═══ Input records

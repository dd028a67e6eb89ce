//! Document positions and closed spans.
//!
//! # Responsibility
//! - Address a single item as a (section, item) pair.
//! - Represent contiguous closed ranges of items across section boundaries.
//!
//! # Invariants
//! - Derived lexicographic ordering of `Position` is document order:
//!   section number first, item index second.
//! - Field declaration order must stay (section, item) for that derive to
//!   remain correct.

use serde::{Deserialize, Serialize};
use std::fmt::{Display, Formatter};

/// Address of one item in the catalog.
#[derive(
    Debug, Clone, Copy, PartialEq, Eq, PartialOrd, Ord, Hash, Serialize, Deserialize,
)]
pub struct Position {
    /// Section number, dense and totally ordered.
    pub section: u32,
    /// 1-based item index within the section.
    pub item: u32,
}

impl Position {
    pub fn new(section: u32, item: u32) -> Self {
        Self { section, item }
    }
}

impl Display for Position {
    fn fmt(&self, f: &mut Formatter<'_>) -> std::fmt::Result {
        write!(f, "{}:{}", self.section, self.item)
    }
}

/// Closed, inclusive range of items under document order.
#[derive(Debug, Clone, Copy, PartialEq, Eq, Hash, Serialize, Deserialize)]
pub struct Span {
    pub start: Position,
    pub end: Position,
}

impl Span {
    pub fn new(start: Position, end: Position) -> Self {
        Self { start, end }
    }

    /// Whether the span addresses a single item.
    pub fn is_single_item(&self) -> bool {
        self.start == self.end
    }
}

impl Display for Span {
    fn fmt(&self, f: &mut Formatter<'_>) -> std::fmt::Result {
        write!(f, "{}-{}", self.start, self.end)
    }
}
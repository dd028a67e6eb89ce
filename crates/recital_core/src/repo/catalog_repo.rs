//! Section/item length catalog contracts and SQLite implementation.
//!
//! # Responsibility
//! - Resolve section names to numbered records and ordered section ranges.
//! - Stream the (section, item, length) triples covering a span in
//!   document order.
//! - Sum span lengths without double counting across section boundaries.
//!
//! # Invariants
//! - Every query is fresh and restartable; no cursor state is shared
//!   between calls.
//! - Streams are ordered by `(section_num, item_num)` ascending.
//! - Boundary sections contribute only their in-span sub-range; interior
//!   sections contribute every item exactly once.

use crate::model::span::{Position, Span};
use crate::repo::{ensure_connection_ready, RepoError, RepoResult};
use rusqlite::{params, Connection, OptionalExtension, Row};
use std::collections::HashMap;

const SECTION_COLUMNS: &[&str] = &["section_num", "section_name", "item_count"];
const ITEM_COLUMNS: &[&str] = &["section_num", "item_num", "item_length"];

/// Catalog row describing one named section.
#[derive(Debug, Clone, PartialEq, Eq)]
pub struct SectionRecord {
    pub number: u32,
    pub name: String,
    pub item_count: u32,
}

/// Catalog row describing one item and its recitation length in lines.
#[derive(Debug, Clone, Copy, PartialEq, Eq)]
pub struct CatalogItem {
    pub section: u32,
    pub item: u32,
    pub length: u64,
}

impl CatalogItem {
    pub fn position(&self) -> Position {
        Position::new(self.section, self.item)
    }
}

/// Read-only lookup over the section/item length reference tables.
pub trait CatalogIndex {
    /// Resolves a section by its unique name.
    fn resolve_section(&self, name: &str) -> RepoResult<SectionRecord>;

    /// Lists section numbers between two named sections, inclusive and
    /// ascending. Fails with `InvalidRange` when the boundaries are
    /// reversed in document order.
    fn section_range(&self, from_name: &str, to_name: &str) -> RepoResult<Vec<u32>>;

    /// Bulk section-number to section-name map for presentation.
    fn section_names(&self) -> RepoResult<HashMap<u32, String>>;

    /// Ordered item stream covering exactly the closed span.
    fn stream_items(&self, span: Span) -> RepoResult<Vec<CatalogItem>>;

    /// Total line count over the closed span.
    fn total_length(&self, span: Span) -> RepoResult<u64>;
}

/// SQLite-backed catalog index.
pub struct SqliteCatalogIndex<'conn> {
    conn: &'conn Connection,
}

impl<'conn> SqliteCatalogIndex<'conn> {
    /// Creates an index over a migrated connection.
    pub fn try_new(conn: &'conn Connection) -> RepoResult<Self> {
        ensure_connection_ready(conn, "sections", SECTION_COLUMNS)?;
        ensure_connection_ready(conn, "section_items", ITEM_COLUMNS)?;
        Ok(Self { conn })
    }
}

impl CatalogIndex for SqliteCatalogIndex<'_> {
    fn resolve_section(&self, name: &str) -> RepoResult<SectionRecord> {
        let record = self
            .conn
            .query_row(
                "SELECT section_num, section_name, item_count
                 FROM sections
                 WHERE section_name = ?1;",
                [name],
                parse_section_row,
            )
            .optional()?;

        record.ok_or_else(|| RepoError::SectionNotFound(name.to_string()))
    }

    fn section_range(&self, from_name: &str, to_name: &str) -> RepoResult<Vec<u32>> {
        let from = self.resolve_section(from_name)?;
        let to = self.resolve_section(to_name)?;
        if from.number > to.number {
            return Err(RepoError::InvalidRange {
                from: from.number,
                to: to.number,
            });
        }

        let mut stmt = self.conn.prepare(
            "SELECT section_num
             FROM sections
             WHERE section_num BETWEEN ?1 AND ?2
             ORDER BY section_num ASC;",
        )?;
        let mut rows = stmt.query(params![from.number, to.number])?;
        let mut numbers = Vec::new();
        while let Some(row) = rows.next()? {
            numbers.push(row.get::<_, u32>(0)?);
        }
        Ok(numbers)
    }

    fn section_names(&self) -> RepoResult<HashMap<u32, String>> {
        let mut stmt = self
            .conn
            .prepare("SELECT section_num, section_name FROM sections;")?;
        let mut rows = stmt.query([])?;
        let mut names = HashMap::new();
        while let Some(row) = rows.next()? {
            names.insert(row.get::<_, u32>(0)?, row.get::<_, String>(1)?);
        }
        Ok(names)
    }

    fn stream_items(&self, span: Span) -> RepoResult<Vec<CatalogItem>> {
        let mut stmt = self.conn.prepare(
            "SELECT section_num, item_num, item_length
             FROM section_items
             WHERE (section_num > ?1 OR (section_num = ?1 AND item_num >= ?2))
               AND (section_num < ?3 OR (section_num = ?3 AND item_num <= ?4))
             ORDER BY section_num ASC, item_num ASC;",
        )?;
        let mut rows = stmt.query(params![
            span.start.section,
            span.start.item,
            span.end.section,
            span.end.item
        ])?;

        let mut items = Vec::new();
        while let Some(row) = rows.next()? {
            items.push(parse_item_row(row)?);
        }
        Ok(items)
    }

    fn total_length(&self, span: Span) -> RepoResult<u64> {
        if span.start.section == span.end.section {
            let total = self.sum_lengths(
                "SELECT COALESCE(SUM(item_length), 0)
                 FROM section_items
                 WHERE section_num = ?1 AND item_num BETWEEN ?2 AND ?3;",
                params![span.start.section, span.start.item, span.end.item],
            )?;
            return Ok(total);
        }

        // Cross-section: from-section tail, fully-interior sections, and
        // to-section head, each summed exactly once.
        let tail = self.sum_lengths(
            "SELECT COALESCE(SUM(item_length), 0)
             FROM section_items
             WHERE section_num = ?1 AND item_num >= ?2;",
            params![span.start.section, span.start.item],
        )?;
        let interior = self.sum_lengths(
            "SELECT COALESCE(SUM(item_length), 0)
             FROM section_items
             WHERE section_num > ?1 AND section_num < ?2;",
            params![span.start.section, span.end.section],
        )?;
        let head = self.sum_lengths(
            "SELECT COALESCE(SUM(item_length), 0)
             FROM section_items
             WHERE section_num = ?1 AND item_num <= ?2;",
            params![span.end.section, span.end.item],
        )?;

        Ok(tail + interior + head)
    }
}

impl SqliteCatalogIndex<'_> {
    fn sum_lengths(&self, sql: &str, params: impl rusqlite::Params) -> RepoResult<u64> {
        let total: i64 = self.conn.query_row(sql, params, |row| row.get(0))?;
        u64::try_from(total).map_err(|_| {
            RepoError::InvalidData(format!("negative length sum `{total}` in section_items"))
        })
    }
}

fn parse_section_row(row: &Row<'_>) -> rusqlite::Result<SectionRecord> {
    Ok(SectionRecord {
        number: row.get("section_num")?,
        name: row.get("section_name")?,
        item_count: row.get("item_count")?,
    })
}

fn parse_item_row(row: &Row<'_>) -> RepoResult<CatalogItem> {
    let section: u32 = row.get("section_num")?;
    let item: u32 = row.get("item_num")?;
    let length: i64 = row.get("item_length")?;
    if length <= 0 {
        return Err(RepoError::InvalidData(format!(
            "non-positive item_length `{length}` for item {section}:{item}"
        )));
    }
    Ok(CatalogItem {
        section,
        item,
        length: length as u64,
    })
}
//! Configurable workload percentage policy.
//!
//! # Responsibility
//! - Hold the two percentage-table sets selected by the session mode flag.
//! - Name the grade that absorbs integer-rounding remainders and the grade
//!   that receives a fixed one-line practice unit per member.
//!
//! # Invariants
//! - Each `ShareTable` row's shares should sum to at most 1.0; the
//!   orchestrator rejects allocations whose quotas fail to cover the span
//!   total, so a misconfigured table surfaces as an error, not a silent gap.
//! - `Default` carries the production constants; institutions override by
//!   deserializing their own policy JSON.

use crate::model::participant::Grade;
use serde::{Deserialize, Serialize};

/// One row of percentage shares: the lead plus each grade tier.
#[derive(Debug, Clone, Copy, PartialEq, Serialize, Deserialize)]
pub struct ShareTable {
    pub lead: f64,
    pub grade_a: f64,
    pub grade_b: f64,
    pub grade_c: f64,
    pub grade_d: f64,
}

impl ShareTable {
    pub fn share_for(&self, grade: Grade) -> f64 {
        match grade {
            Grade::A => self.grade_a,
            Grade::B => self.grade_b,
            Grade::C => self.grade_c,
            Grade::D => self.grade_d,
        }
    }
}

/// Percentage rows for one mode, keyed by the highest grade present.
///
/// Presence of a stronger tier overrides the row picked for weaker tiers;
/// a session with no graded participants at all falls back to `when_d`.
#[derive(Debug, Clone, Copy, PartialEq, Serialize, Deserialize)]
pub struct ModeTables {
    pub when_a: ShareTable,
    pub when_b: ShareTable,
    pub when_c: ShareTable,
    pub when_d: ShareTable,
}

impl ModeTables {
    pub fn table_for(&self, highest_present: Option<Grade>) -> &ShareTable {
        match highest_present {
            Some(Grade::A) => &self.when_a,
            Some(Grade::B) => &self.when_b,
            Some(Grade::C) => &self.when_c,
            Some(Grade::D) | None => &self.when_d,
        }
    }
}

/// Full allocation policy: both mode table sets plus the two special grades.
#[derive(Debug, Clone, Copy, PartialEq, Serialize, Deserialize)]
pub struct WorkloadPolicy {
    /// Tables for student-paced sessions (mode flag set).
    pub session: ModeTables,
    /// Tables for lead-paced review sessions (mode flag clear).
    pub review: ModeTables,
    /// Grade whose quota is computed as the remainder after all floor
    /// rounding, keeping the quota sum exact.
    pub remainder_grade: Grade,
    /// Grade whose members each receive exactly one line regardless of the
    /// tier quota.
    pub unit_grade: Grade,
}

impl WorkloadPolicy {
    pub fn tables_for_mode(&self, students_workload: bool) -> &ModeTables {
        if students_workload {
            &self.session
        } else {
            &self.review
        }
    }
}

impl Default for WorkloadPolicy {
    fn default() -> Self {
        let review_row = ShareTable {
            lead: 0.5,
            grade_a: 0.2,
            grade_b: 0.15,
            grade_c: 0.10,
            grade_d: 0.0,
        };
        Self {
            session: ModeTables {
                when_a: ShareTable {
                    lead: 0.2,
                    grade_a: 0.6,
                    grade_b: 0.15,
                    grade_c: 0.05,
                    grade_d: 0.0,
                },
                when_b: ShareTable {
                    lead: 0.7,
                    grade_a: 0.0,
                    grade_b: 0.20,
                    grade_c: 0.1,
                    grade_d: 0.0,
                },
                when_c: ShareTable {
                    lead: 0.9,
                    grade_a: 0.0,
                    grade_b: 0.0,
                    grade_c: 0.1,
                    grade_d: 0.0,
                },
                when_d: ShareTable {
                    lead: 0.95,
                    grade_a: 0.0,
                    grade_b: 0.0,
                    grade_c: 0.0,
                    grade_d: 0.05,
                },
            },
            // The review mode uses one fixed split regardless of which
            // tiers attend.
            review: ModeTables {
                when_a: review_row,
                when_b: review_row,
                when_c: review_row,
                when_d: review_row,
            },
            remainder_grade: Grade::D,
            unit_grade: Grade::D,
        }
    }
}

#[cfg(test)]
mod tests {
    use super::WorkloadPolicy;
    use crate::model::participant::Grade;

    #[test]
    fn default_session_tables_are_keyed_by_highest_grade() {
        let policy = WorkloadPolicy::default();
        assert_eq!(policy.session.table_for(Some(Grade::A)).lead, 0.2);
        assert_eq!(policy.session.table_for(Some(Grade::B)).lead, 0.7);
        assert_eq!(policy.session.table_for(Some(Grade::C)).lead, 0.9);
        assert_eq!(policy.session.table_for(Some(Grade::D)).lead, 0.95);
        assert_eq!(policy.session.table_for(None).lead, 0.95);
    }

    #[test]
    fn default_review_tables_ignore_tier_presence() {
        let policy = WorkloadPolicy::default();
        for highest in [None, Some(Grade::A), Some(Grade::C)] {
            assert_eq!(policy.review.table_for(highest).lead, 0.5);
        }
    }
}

══════
═══ Input records

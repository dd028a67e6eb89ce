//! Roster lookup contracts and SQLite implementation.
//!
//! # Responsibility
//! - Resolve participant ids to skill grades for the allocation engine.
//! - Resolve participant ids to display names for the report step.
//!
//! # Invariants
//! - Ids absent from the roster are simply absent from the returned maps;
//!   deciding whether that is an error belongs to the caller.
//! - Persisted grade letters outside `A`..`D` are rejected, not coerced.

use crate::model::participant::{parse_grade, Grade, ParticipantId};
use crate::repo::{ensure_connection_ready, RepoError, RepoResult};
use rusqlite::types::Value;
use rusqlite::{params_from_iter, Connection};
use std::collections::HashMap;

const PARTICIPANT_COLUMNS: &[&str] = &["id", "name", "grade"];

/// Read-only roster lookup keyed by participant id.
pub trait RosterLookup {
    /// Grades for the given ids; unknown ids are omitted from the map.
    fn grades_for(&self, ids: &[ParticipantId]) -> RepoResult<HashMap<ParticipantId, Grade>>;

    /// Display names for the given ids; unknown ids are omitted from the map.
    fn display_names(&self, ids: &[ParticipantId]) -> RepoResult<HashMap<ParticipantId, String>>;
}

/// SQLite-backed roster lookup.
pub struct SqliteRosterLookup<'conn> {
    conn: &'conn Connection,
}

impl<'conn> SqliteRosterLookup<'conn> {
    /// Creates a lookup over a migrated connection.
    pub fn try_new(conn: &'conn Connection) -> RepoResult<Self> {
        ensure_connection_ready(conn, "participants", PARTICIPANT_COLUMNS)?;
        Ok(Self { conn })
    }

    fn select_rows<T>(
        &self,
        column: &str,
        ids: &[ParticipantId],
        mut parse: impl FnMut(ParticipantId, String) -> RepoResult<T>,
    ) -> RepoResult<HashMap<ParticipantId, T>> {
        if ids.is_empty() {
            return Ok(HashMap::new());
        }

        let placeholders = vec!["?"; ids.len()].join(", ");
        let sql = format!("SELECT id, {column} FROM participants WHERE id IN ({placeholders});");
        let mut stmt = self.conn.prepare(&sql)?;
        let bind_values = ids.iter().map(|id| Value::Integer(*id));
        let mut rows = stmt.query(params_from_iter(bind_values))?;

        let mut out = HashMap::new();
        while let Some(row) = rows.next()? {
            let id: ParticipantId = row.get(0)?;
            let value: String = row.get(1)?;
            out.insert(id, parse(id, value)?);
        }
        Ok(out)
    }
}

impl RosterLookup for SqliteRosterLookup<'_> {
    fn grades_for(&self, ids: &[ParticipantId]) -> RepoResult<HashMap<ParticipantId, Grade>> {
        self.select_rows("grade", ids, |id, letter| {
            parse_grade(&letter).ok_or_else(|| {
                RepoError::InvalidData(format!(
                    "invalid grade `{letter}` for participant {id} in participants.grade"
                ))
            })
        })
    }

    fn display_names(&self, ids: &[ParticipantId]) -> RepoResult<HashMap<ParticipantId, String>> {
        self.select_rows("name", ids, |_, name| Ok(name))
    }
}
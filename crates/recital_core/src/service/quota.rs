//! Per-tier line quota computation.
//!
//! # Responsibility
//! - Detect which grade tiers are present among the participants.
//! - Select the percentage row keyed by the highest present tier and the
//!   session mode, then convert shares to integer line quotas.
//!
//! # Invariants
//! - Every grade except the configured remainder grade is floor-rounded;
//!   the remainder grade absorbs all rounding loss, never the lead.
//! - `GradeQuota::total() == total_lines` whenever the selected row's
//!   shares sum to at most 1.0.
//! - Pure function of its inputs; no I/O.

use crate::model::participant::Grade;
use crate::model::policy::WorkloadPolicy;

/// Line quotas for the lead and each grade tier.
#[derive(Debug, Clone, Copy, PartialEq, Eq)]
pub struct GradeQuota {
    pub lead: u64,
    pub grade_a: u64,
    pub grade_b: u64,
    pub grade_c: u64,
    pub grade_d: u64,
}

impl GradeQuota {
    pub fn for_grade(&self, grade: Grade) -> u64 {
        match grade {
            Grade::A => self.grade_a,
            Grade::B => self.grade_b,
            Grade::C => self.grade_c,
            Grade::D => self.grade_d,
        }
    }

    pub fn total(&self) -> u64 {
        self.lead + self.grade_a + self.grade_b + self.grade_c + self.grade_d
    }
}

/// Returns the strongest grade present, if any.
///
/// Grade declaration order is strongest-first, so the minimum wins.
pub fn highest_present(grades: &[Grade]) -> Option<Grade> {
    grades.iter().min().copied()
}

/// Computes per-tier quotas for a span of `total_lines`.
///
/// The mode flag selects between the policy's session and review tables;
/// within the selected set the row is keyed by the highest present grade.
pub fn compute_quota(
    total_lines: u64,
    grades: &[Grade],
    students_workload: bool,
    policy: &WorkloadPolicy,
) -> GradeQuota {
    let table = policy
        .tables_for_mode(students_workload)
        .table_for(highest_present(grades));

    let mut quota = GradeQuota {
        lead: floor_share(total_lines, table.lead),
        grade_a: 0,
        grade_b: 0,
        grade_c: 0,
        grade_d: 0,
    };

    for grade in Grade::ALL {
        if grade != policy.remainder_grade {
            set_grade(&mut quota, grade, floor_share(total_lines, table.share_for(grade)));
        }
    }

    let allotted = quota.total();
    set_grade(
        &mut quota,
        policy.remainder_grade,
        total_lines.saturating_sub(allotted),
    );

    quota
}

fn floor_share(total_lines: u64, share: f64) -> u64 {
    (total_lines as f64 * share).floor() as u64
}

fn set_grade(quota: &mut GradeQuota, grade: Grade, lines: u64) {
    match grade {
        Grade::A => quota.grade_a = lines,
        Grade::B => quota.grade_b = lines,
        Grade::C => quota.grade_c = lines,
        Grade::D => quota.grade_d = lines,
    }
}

══════
═══ Input records

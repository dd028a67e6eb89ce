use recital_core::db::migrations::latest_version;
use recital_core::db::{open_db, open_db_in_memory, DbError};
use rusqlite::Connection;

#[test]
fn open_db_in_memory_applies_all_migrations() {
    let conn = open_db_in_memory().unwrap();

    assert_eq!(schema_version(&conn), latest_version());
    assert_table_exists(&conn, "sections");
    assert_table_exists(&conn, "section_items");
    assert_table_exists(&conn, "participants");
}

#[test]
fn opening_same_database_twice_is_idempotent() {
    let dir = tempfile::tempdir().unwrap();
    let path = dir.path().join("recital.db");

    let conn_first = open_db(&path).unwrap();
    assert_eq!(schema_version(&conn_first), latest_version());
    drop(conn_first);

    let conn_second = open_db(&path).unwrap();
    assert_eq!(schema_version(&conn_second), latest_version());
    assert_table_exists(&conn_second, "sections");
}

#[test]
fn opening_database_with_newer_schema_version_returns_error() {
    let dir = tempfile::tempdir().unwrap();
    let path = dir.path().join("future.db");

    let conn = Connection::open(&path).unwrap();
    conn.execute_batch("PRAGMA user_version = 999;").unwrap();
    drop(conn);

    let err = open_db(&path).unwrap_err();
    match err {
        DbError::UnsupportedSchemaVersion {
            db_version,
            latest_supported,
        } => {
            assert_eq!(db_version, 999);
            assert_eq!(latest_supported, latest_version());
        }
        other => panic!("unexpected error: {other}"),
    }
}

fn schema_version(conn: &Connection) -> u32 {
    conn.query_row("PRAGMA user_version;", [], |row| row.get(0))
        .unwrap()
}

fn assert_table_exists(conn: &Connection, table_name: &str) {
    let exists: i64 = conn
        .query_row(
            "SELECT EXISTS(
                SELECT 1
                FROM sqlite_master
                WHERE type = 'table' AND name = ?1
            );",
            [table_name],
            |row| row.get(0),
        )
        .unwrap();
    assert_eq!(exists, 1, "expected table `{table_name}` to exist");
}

══════

Required work: Wherever a line in the data above holds "Creates", copy that line.

Written response:
    /// Creates an index over a migrated connection.
    /// Creates a lookup over a migrated connection.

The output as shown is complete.